▸ **Task directions**
Your answer must consist of exactly the lines below, starting with the line with "let record = interpret(37.76, -122.41, body).unwrap().unwrap();" and going on through the line with "assert!(record.date.is_none());", and nothing else.

▸ **Working data**
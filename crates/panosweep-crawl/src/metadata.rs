//! HTTP adapter for a Street View style metadata endpoint.
//!
//! The endpoint answers `GET ?location=<lat>,<lon>&key=<key>` with a JSON
//! body carrying a `status` and, when a panorama was found, its id, location,
//! capture month and copyright.

use async_trait::async_trait;
use panosweep_core::config::LayeredConfig;
use panosweep_core::error::PanosweepError;
use panosweep_core::models::PanoramaRecord;
use serde::Deserialize;
use std::fmt;
use std::time::Duration;

use crate::error::LookupError;
use crate::lookup::PanoramaLookup;

pub const DEFAULT_METADATA_URL: &str =
    "https://maps.googleapis.com/maps/api/streetview/metadata";

/// Metadata response body
#[derive(Debug, Clone, Deserialize)]
pub struct MetadataResponse {
    pub status: String,
    pub pano_id: Option<String>,
    pub location: Option<MetadataLocation>,
    pub date: Option<String>,
    pub copyright: Option<String>,
    pub heading: Option<f64>,
    pub pitch: Option<f64>,
    pub roll: Option<f64>,
    pub error_message: Option<String>,
}

#[derive(Debug, Clone, Copy, Deserialize)]
pub struct MetadataLocation {
    pub lat: f64,
    pub lng: f64,
}

/// Turn a decoded response into a lookup outcome.
///
/// `OK` yields a record at the panorama's own location (the queried point if
/// the body has none). `ZERO_RESULTS` and `NOT_FOUND` mean nothing is there.
/// Every other status is a service-side failure worth retrying.
pub fn interpret(
    query_lat: f64,
    query_lon: f64,
    response: MetadataResponse,
) -> Result<Option<PanoramaRecord>, LookupError> {
    match response.status.as_str() {
        "OK" => {
            let pano_id = response
                .pano_id
                .filter(|id| !id.is_empty())
                .ok_or_else(|| LookupError::Decode("status OK without pano_id".to_string()))?;
            let (lat, lon) =
                response.location.map_or((query_lat, query_lon), |loc| (loc.lat, loc.lng));

            Ok(Some(
                PanoramaRecord::new(pano_id, lat, lon)
                    .with_date(response.date)
                    .with_copyright(response.copyright)
                    .with_orientation(
                        response.heading.unwrap_or(0.0),
                        response.pitch.unwrap_or(0.0),
                        response.roll.unwrap_or(0.0),
                    ),
            ))
        }
        "ZERO_RESULTS" | "NOT_FOUND" => Ok(None),
        status => Err(LookupError::Service(match response.error_message {
            Some(message) => format!("{}: {}", status, message),
            None => status.to_string(),
        })),
    }
}

/// Lookup client for the metadata endpoint
pub struct StreetViewMetadataClient {
    /// Endpoint URL, without query string
    base_url: String,

    api_key: String,

    /// Per-request timeout
    timeout: Duration,

    client: reqwest::Client,
}

impl StreetViewMetadataClient {
    pub fn new(api_key: impl Into<String>, timeout: Duration) -> Self {
        Self {
            base_url: DEFAULT_METADATA_URL.to_string(),
            api_key: api_key.into(),
            timeout,
            client: reqwest::Client::new(),
        }
    }

    /// Point the client at another endpoint (a proxy or a local fake)
    pub fn with_base_url(mut self, base_url: impl Into<String>) -> Self {
        self.base_url = base_url.into();
        self
    }

    /// Build from configuration; the API key is required
    pub fn from_config(config: &LayeredConfig) -> Result<Self, PanosweepError> {
        let api_key = config.lookup_api_key.value.clone().ok_or_else(|| {
            PanosweepError::ConfigMissing { key: "lookup_api_key".to_string() }
        })?;
        Ok(Self::new(api_key, config.lookup_timeout()))
    }

    pub fn base_url(&self) -> &str {
        &self.base_url
    }

    fn request_error(&self, err: reqwest::Error) -> LookupError {
        if err.is_timeout() {
            LookupError::Timeout(self.timeout)
        } else if err.is_decode() {
            LookupError::Decode(err.to_string())
        } else {
            LookupError::Transport(err.to_string())
        }
    }
}

impl fmt::Debug for StreetViewMetadataClient {
    fn fmt(&self, f: &mut fmt::Formatter<'_>) -> fmt::Result {
        f.debug_struct("StreetViewMetadataClient")
            .field("base_url", &self.base_url)
            .field("api_key", &"********")
            .field("timeout", &self.timeout)
            .finish()
    }
}

#[async_trait]
impl PanoramaLookup for StreetViewMetadataClient {
    async fn lookup(&self, lat: f64, lon: f64) -> Result<Option<PanoramaRecord>, LookupError> {
        let response = self
            .client
            .get(&self.base_url)
            .query(&[("location", format!("{},{}", lat, lon)), ("key", self.api_key.clone())])
            .timeout(self.timeout)
            .send()
            .await
            .map_err(|e| self.request_error(e))?;

        let status = response.status();
        if !status.is_success() {
            return Err(LookupError::Service(format!("HTTP {}", status)));
        }

        let body: MetadataResponse = response.json().await.map_err(|e| self.request_error(e))?;
        interpret(lat, lon, body)
    }
}

#[cfg(test)]
mod tests {
    use super::*;

    fn parse(json: &str) -> MetadataResponse {
        serde_json::from_str(json).unwrap()
    }

    #[test]
    fn test_ok_response_becomes_record() {
        let body = parse(
            r#"{
                "copyright": "© Google",
                "date": "2022-08",
                "location": { "lat": 37.7601, "lng": -122.4148 },
                "pano_id": "CAoSLEFGMVFpcE",
                "status": "OK"
            }"#,
        );

        let record = interpret(37.76, -122.41, body).unwrap().unwrap();
        assert_eq!(record.pano_id, "CAoSLEFGMVFpcE");
        assert_eq!((record.lat, record.lon), (37.7601, -122.4148));
        assert_eq!(record.date.as_deref(), Some("2022-08"));
        assert_eq!(record.copyright.as_deref(), Some("© Google"));
        assert_eq!((record.heading, record.pitch, record.roll), (0.0, 0.0, 0.0));
    }

    #[test]
    fn test_missing_optional_fields() {
        let body = parse(r#"{ "pano_id": "abc", "status": "OK", "heading": 181.5 }"#);

        let record = interpret(1.0, 2.0, body).unwrap().unwrap();
        assert_eq!((record.lat, record.lon), (1.0, 2.0));
        assert!(record.date.is_none());
        assert!(record.copyright.is_none());
        assert_eq!(record.heading, 181.5);
    }

    #[test]
    fn test_not_found_statuses() {
        assert!(interpret(0.0, 0.0, parse(r#"{ "status": "ZERO_RESULTS" }"#)).unwrap().is_none());
        assert!(interpret(0.0, 0.0, parse(r#"{ "status": "NOT_FOUND" }"#)).unwrap().is_none());
    }

    #[test]
    fn test_other_statuses_are_service_errors() {
        let body = parse(
            r#"{ "status": "OVER_QUERY_LIMIT", "error_message": "You have exceeded your daily request quota" }"#,
        );
        match interpret(0.0, 0.0, body) {
            Err(LookupError::Service(message)) => assert!(message.starts_with("OVER_QUERY_LIMIT")),
            other => panic!("Expected Service error, got {:?}", other),
        }

        let denied = parse(r#"{ "status": "REQUEST_DENIED" }"#);
        assert!(matches!(interpret(0.0, 0.0, denied), Err(LookupError::Service(_))));
    }

    #[test]
    fn test_ok_without_pano_id_is_a_decode_error() {
        let body = parse(r#"{ "status": "OK", "pano_id": "" }"#);
        assert!(matches!(interpret(0.0, 0.0, body), Err(LookupError::Decode(_))));
    }

    #[test]
    fn test_from_config_requires_api_key() {
        let mut config = LayeredConfig::with_defaults();
        assert!(matches!(
            StreetViewMetadataClient::from_config(&config),
            Err(PanosweepError::ConfigMissing { .. })
        ));

        config.lookup_api_key.value = Some("secret-key".to_string());
        let client = StreetViewMetadataClient::from_config(&config).unwrap();
        assert_eq!(client.base_url(), DEFAULT_METADATA_URL);
        assert!(!format!("{:?}", client).contains("secret-key"));
    }
}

▸ **Answer for the task**
        let record = interpret(37.76, -122.41, body).unwrap().unwrap();
        assert_eq!(record.pano_id, "CAoSLEFGMVFpcE");
        assert_eq!((record.lat, record.lon), (37.7601, -122.4148));
        assert_eq!(record.date.as_deref(), Some("2022-08"));
        assert_eq!(record.copyright.as_deref(), Some("© Google"));
        assert_eq!((record.heading, record.pitch, record.roll), (0.0, 0.0, 0.0));
    }

    #[test]
    fn test_missing_optional_fields() {
        let body = parse(r#"{ "pano_id": "abc", "status": "OK", "heading": 181.5 }"#);

        let record = interpret(1.0, 2.0, body).unwrap().unwrap();
        assert_eq!((record.lat, record.lon), (1.0, 2.0));
        assert!(record.date.is_none());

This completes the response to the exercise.